## Dataset selection

We selected population time series data from 14 different databases (**Supplementary Table 5**). These datasets were from multi-sites, multi-year, and multi-species abundance / density databases. We chose only databases with at least 20 consecutive years of surveyed data. We also used only population time series from each database with abundance / density greater than zero for each of the years in the time series.

## Data description

The datasets used in this analysis were from North America (10 out of 14), Canada (1 dataset), The Netherlands (2 datasets), and United Kingdom (1 dataset). Three aquatic ecosystems and eleven terrestrial ecosystems were represented in the datasets. Types of organisms under study were birds, plants, zooplankton, rodents, fish and moths. The minimum and maximum number of years in a time series is 20 and 30 years respectively. Thus, the maximum number of years in a training set ranged from 11–21 years (see section 2.2.6 below).
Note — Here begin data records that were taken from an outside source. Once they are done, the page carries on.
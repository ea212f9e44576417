mod args;
mod config;
mod context;
mod dns_class;
mod dns_type;
mod duration;
mod error;
mod fs;
mod handler;
mod header;
mod name;
mod packet;
mod pair;
mod parser;
mod question;
mod record;
mod resolver;
mod result_code;
mod server;
mod socks;
mod writer;

use std::str::FromStr;
use clap::Parser;
use tracing::{error, info, Level};
use tracing_subscriber::FmtSubscriber;
use crate::args::Args;
use crate::config::load_config;
use crate::context::Context;
use crate::server::new_server;

fn main() {
    let args = Args::parse();

    let level = Level::from_str(&args.log_level).unwrap_or(Level::INFO);
    let subscriber = FmtSubscriber::builder().with_max_level(level).finish();

    if let Err(err) = tracing::subscriber::set_global_default(subscriber) {
        eprintln!("Failed to initialize logger: {}", err);

        std::process::exit(1);
    }

    let ctx = match load_config(args.config.as_deref())
        .map(|cfg| cfg.apply_args(&args))
        .and_then(Context::from) {
        Ok(ctx) => ctx,
        Err(err) => {
            error!("Invalid configuration: {:#}", err);

            std::process::exit(1);
        }
    };

    info!("Relaying lookups to {}", ctx.proxy);

    if let Err(err) = new_server(&ctx).start() {
        error!("Failed to start server: {:#}", err);

        std::process::exit(1);
    }
}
The number of time series in the datasets ranged from 11 to 7450. The mean number of different species in a dataset was around 60 and range of the number of different species was 3–254. The mean number of different sites in a dataset was 53 and the range in the number of different sites was 4–283. Sampling methods included trawl surveys, visual searches, live trapping and quadrat mapping. The units of abundance/density estimates include number of individuals per 1\({m}^{2}\) plot, number of individuals per \({m}^{2}\) and percent cover).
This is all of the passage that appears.